The Supreme Court’s recent ruling in R (on the application of PACCAR Inc and others) v Competition Appeal Tribunal and others on litigation funding agreements (LFAs) has generated a storm of headlines, suggesting that the funding industry in the UK is set for turbulent times ([2023] UKSC 28) (see below “Background to the decision in PACCAR"). The extent to which this is true may be debated but it is clear that the ruling necessitates careful consideration by funders, legal practitioners and their funded clients as to existing and future funding arrangements.

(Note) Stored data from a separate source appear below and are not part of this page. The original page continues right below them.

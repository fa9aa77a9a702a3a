//! fOS Swift Engine
//!
//! Routes the VPN by the site being browsed:
//! - Rule evaluation on navigation, activation and settings changes
//! - Active-rule ledger so only rule-owned connections are dropped
//! - Blocked-site detection with a one-click rule suggestion
//! - Heartbeat and decision trace for the UI
//!
//! # Architecture
//!
//! ```text
//!  tab events ──────┐                      ┌──▶ ConnectionManager
//!  network events ──┼──▶ Runtime ─▶ SwiftEngine (per-tab workers)
//!  store changes ───┘       │              └──▶ Store (ledger, debug)
//!                           └──▶ BlockedSiteDetector ──▶ Store (prompt)
//! ```

mod blocked;
mod clock;
mod config;
mod debug;
mod engine;
mod event;
mod heartbeat;
mod ledger;
mod runtime;
mod settings;
mod store;
mod target;
mod tracker;

pub use blocked::{
    accept_blocked_prompt, current_prompt, dismiss_blocked_prompt, is_likely_blocked_error,
    root_host, BlockedSiteDetector, BlockedSitePrompt, BLOCKED_SITE_ITEM,
};
pub use clock::{Clock, ManualClock, SystemClock};
pub use config::{EngineConfig, EngineConfigError};
pub use debug::{DebugAction, DebugEvent, DebugEventBus, DEBUG_ITEM};
pub use engine::{EngineError, Outcome, SwiftEngine};
pub use event::{
    FocusedTab, HostEvent, NetworkEvent, NetworkOutcome, ResourceType, SettingsChange, TabEvent,
    StaticTabs, TabId, TabQuery, TabSignal,
};
pub use heartbeat::{HeartbeatPublisher, HeartbeatRecord, HEARTBEAT_ITEM, MIN_HEARTBEAT_INTERVAL};
pub use ledger::{targets_connection, ActiveRuleLedger, ActiveRuleRecord, ACTIVE_RULE_ITEM};
pub use runtime::{FocusTracker, Runtime};
pub use settings::{
    add_rule_from_input, edit_rules, import_rules_into, load_rules, save_rules,
    set_disconnect_on_unmatched, set_enabled, RuleEditError, SwiftSettings,
    DISCONNECT_ON_UNMATCHED_ITEM, ENABLED_ITEM, RULES_ITEM,
};
pub use store::{keys, FileStore, MemoryStore, StorageItem, Store, StoreChange, StoreError};
pub use target::{find_endpoint, resolve_target, Endpoint, ResolvedTarget, SkipReason, TargetError};
pub use tracker::TabActivityTracker;
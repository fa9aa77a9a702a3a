//! VPN Manager
//!
//! In-process [`ConnectionManager`] that tracks state transitions without a
//! real tunnel. Used by the daemon and by engine tests.
//!
//! # Usage
//!
//! ```rust,ignore
//! let vpn = VpnManager::new();
//! vpn.connect(&logical, &server, ConnectOptions::default()).await?;
//! assert!(vpn.current_state().await.is_connected());
//! vpn.disconnect().await?;
//! ```

use crate::connection::{
    ConnectOptions, ConnectionManager, ConnectionState, ServerSummary, VpnError, VpnState,
};
use crate::directory::{Logical, PhysicalServer};
use async_trait::async_trait;
use std::sync::atomic::{AtomicBool, AtomicU64, Ordering};
use std::time::Instant;
use tokio::sync::{watch, RwLock};
use tracing::{debug, info, warn};

/// VPN Manager
pub struct VpnManager {
    /// Current state
    state: RwLock<ConnectionState>,
    /// Flips to true once the manager accepts calls
    ready: watch::Sender<bool>,
    /// Connection started at
    connected_at: RwLock<Option<Instant>>,
    /// Make every connect attempt fail
    fail_connects: AtomicBool,
    connect_calls: AtomicU64,
    disconnect_calls: AtomicU64,
}

impl VpnManager {
    /// Create a ready, disconnected manager
    pub fn new() -> Self {
        let manager = Self::pending();
        manager.mark_ready();
        manager
    }

    /// Create a manager that is still restoring its state
    pub fn pending() -> Self {
        let (ready, _) = watch::channel(false);
        Self {
            state: RwLock::new(ConnectionState::disconnected()),
            ready,
            connected_at: RwLock::new(None),
            fail_connects: AtomicBool::new(false),
            connect_calls: AtomicU64::new(0),
            disconnect_calls: AtomicU64::new(0),
        }
    }

    pub fn mark_ready(&self) {
        self.ready.send_replace(true);
    }

    /// Simulate a broken network: connects fail until switched back.
    pub fn set_fail_connects(&self, fail: bool) {
        self.fail_connects.store(fail, Ordering::Relaxed);
    }

    /// Number of connect calls received
    pub fn connect_calls(&self) -> u64 {
        self.connect_calls.load(Ordering::Relaxed)
    }

    /// Number of disconnect calls received
    pub fn disconnect_calls(&self) -> u64 {
        self.disconnect_calls.load(Ordering::Relaxed)
    }

    /// Format status for display
    pub async fn status(&self) -> String {
        let state = self.state.read().await.clone();
        let uptime = self
            .connected_at
            .read()
            .await
            .map(|t| t.elapsed().as_secs())
            .unwrap_or(0);

        match state.server {
            Some(server) => format!(
                "VPN: {:?} | {} ({}) | up {}s",
                state.state, server.name, server.exit_country, uptime
            ),
            None => format!("VPN: {:?}", state.state),
        }
    }
}

impl Default for VpnManager {
    fn default() -> Self {
        Self::new()
    }
}

#[async_trait]
impl ConnectionManager for VpnManager {
    async fn wait_until_ready(&self) {
        let mut rx = self.ready.subscribe();
        // Only fails if the sender is dropped, and we own it.
        let _ = rx.wait_for(|ready| *ready).await;
    }

    async fn current_state(&self) -> ConnectionState {
        self.state.read().await.clone()
    }

    async fn connect(
        &self,
        logical: &Logical,
        server: &PhysicalServer,
        options: ConnectOptions,
    ) -> Result<(), VpnError> {
        self.connect_calls.fetch_add(1, Ordering::Relaxed);
        info!(
            "Connecting to {} via {} (notify: {})",
            logical.name, server.id, !options.suppress_notification
        );

        *self.state.write().await = ConnectionState {
            state: VpnState::Connecting,
            server: Some(ServerSummary::from(logical)),
        };

        let failure = if !server.is_up() {
            Some(VpnError::ServerDown(server.id.clone()))
        } else if self.fail_connects.load(Ordering::Relaxed) {
            Some(VpnError::ConnectionFailed(format!("{} unreachable", logical.name)))
        } else {
            None
        };

        if let Some(e) = failure {
            warn!("VPN connection failed: {}", e);
            *self.state.write().await = ConnectionState {
                state: VpnState::Failed,
                server: None,
            };
            return Err(e);
        }

        self.state.write().await.state = VpnState::Connected;
        *self.connected_at.write().await = Some(Instant::now());
        info!("VPN connected to {}", logical.name);
        Ok(())
    }

    async fn disconnect(&self) -> Result<(), VpnError> {
        self.disconnect_calls.fetch_add(1, Ordering::Relaxed);

        let mut state = self.state.write().await;
        if !state.is_connected() {
            debug!("Disconnect requested while {:?}", state.state);
        }
        *state = ConnectionState::disconnected();
        *self.connected_at.write().await = None;

        info!("VPN disconnected");
        Ok(())
    }
}
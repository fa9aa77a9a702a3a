//! Blocked Site Detector
//!
//! Watches top-level requests and remembers the most recent navigation
//! per tab for a bounded window. A blocking status (403, 451) or a network
//! error that looks like censorship produces a single persisted prompt
//! suggesting a rule, unless a rule already covers the site.
//!
//! Errors caused locally (aborted navigation, extension or policy blocks)
//! are never treated as blocking.

use crate::config::EngineConfig;
use crate::event::{NetworkEvent, NetworkOutcome, TabId};
use crate::settings::{edit_rules, load_rules};
use crate::store::{keys, StorageItem, Store, StoreError};
use crate::target::ResolvedTarget;
use fos_rules::{parse_url, select, Rule, TargetType};
use parking_lot::Mutex;
use serde::{Deserialize, Serialize};
use std::collections::HashMap;
use std::net::Ipv4Addr;
use std::sync::Arc;
use tracing::{debug, info};

pub const BLOCKED_SITE_ITEM: StorageItem<Option<BlockedSitePrompt>> =
    StorageItem::new(keys::BLOCKED_SITE);

/// Network error codes that suggest the site is blocked upstream
const BLOCKED_ERROR_CODES: &[&str] = &[
    "ERR_NAME_NOT_RESOLVED",
    "ERR_CONNECTION_TIMED_OUT",
    "ERR_CONNECTION_FAILED",
    "ERR_CONNECTION_RESET",
    "ERR_CONNECTION_REFUSED",
    "ERR_ADDRESS_UNREACHABLE",
    "ERR_TUNNEL_CONNECTION_FAILED",
    "ERR_PROXY_CONNECTION_FAILED",
];

/// Error codes caused by the user or the browser itself
const IGNORED_ERROR_CODES: &[&str] = &[
    "ERR_ABORTED",
    "ERR_BLOCKED_BY_CLIENT",
    "ERR_BLOCKED_BY_ADMINISTRATOR",
];

/// Suggestion shown to the user after a site failed to load
#[derive(Debug, Clone, PartialEq, Eq, Serialize, Deserialize)]
#[serde(rename_all = "camelCase")]
pub struct BlockedSitePrompt {
    pub host: String,
    pub url: String,
    pub time: u64,
    #[serde(default, skip_serializing_if = "Option::is_none")]
    pub status_code: Option<u16>,
    #[serde(default, skip_serializing_if = "Option::is_none")]
    pub error: Option<String>,
}

impl BlockedSitePrompt {
    /// Host a suggested rule should cover: the registrable part of the
    /// blocked host.
    pub fn suggested_rule_host(&self) -> String {
        let host = parse_url(&self.url)
            .map(|parts| parts.host)
            .unwrap_or_else(|| self.host.clone());
        root_host(&host)
    }
}

/// Strip a `net::` prefix (any case) and surrounding whitespace.
fn normalize_error_code(raw: &str) -> &str {
    let trimmed = raw.trim();
    match trimmed.get(..5) {
        Some(prefix) if prefix.eq_ignore_ascii_case("net::") => trimmed[5..].trim(),
        _ => trimmed,
    }
}

/// Does `raw` look like the network refused to reach the site?
pub fn is_likely_blocked_error(raw: &str) -> bool {
    let code = normalize_error_code(raw);
    if IGNORED_ERROR_CODES.contains(&code) {
        return false;
    }
    BLOCKED_ERROR_CODES.contains(&code)
}

fn is_http_url(url: &str) -> bool {
    url.starts_with("http://") || url.starts_with("https://")
}

/// Best guess at the registrable domain of `host`.
///
/// IP literals and `localhost` are returned unchanged. Country-code
/// second-level domains such as `co.uk` keep three labels.
pub fn root_host(host: &str) -> String {
    let trimmed = host.trim().to_lowercase();

    if trimmed.is_empty()
        || trimmed == "localhost"
        || trimmed.parse::<Ipv4Addr>().is_ok()
        || trimmed.contains(':')
    {
        return trimmed;
    }

    let labels: Vec<&str> = trimmed.split('.').filter(|label| !label.is_empty()).collect();
    let count = labels.len();
    if count <= 2 {
        return trimmed;
    }

    let last = labels[count - 1];
    let second = labels[count - 2];
    let third = labels[count - 3];

    if last.len() == 2 && second.len() <= 3 {
        format!("{}.{}.{}", third, second, last)
    } else {
        format!("{}.{}", second, last)
    }
}

#[derive(Debug, Clone)]
struct TrackedNavigation {
    url: String,
    recorded_at: u64,
}

pub struct BlockedSiteDetector {
    store: Arc<dyn Store>,
    window_ms: u64,
    blocked_status_codes: Vec<u16>,
    tracked: Mutex<HashMap<TabId, TrackedNavigation>>,
}

impl BlockedSiteDetector {
    pub fn new(store: Arc<dyn Store>, config: &EngineConfig) -> Self {
        Self {
            store,
            window_ms: config.blocked_site_window().as_millis() as u64,
            blocked_status_codes: config.blocked_status_codes.clone(),
            tracked: Mutex::new(HashMap::new()),
        }
    }

    /// Handle one network observation. Returns the prompt when one was
    /// recorded.
    pub fn on_network_event(
        &self,
        event: &NetworkEvent,
    ) -> Result<Option<BlockedSitePrompt>, StoreError> {
        if !event.is_top_level() {
            return Ok(None);
        }

        match &event.outcome {
            NetworkOutcome::Started => {
                if let Some(tab_id) = event.tab_id {
                    if is_http_url(&event.url) {
                        self.tracked.lock().insert(
                            tab_id,
                            TrackedNavigation {
                                url: event.url.clone(),
                                recorded_at: event.timestamp,
                            },
                        );
                    }
                }
                Ok(None)
            }
            NetworkOutcome::Completed { status } => {
                if !self.blocked_status_codes.contains(status) {
                    return Ok(None);
                }
                self.record(event, Some(*status), None)
            }
            NetworkOutcome::Failed { error } => {
                if !is_likely_blocked_error(error) {
                    return Ok(None);
                }
                self.record(event, None, Some(error.clone()))
            }
        }
    }

    /// Drop what is remembered about a closed tab.
    pub fn forget_tab(&self, tab_id: TabId) {
        self.tracked.lock().remove(&tab_id);
    }

    pub fn tracked_tabs(&self) -> usize {
        self.tracked.lock().len()
    }

    /// The event URL when it is http(s), otherwise the tab's last top-level
    /// navigation if it is still within the window.
    fn resolve_url(&self, event: &NetworkEvent) -> Option<String> {
        if is_http_url(&event.url) {
            return Some(event.url.clone());
        }

        let tab_id = event.tab_id?;
        let mut tracked = self.tracked.lock();
        let entry = tracked.get(&tab_id)?;

        if event.timestamp.saturating_sub(entry.recorded_at) > self.window_ms {
            tracked.remove(&tab_id);
            return None;
        }
        Some(entry.url.clone())
    }

    fn record(
        &self,
        event: &NetworkEvent,
        status_code: Option<u16>,
        error: Option<String>,
    ) -> Result<Option<BlockedSitePrompt>, StoreError> {
        let Some(url) = self.resolve_url(event) else {
            return Ok(None);
        };

        let Some(parts) = parse_url(&url) else {
            return Ok(None);
        };

        let rules = load_rules(self.store.as_ref())?;
        if select(rules.rules(), &parts).rule.is_some() {
            debug!("{} failed but is already covered by a rule", parts.host);
            return Ok(None);
        }

        let prompt = BlockedSitePrompt {
            host: parts.host,
            url,
            time: event.timestamp,
            status_code,
            error,
        };

        info!(
            "Site {} looks blocked ({})",
            prompt.host,
            prompt
                .status_code
                .map(|s| s.to_string())
                .or_else(|| prompt.error.clone())
                .unwrap_or_default()
        );
        BLOCKED_SITE_ITEM.set(self.store.as_ref(), &Some(prompt.clone()))?;
        Ok(Some(prompt))
    }
}

/// Currently pending prompt
pub fn current_prompt(store: &dyn Store) -> Result<Option<BlockedSitePrompt>, StoreError> {
    Ok(BLOCKED_SITE_ITEM.get(store)?.flatten())
}

pub fn dismiss_blocked_prompt(store: &dyn Store) -> Result<(), StoreError> {
    BLOCKED_SITE_ITEM.set(store, &None)
}

/// Turn the prompt into a rule covering the site and its subdomains,
/// then clear the prompt.
pub fn accept_blocked_prompt(
    store: &dyn Store,
    prompt: &BlockedSitePrompt,
    target_type: TargetType,
    target: &ResolvedTarget,
) -> Result<Rule, StoreError> {
    let host = prompt.suggested_rule_host();

    let rule = edit_rules(store, |rules| {
        rules
            .upsert(&host, None, true, target_type, &target.target_id, &target.target_label)
            .clone()
    })?;

    dismiss_blocked_prompt(store)?;
    info!("Added rule {} for blocked site {}", rule.id, host);
    Ok(rule)
}
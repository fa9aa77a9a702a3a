//! Per-tab memory of the last rule applied, used to skip repeated
//! connects when a tab fires several navigation events for the same site.
//! In-memory only.

use crate::event::TabId;
use parking_lot::Mutex;
use std::collections::HashMap;

#[derive(Debug, Default)]
pub struct TabActivityTracker {
    last_rule: Mutex<HashMap<TabId, String>>,
}

impl TabActivityTracker {
    pub fn new() -> Self {
        Self::default()
    }

    pub fn last_rule(&self, tab_id: TabId) -> Option<String> {
        self.last_rule.lock().get(&tab_id).cloned()
    }

    pub fn record(&self, tab_id: TabId, rule_id: &str) {
        self.last_rule.lock().insert(tab_id, rule_id.to_string());
    }

    pub fn forget(&self, tab_id: TabId) {
        self.last_rule.lock().remove(&tab_id);
    }

    pub fn clear(&self) {
        self.last_rule.lock().clear();
    }

    pub fn len(&self) -> usize {
        self.last_rule.lock().len()
    }

    pub fn is_empty(&self) -> bool {
        self.len() == 0
    }
}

Claims management services

At the heart of the debate in PACCAR was the definition of a damages-based agreement (DBA) under section 58AA(3) of the Courts and Legal Services Act 1990 (1990 Act); in particular, whether the LFAs concerned the provision of “claims management services”. Since 1 April 2019, this phrase has been defined by reference to the Financial Services and Markets Act 2000 and before that, by reference to the Compensation Act 2006. Claims management services are stated to be “advice or other services in relation to the making of a claim”, and “other services” includes a reference to “the provision of financial services or assistance”.
 
The Competition Appeal Tribunal (CAT) and the Court of Appeal sitting as a Divisional Court found that, for a service to come within this definition, the service had to be provided within the context of the management of the claim and that funders did not normally manage a claim ([2019] CAT 26; [2021] EWCA Civ 299).
 
The Supreme Court overturned this conclusion. It ruled that “claims management services”, when read according to its natural meaning, could cover the relevant LFAs. Funders provide these services because they include financial services or assistance in isolation, as opposed to being in conjunction with the actual management of a claim. Parliament had deliberately used wide language and there could be good policy reasons to support its application; for example, evidence might emerge of third-party funders extracting more than a reasonable share of the recovery, in which case regulation would plainly be fairly and squarely within the purpose of the power in the legislation, in order to protect the consumers of these services.
 
As a result, the LFAs in question were held to be DBAs and, because all parties had accepted that the agreements did not comply with the Damages-Based Agreements Regulations 2013 (SI 2013/609) (2013 Regulations), they were unenforceable.


Impact on litigation funding

The impact of PACCAR on claims in the CAT will almost certainly be significant, given that DBAs are not permitted in opt-out cases, and it is understood that all current opt-out proceedings are funded by LFAs providing for a percentage return. Existing collective proceedings orders and the funding arrangements supporting the claims will need to be revisited. Since costs in these cases can run into the millions and take years to resolve, the importance, or even necessity, of litigation funding cannot be understated.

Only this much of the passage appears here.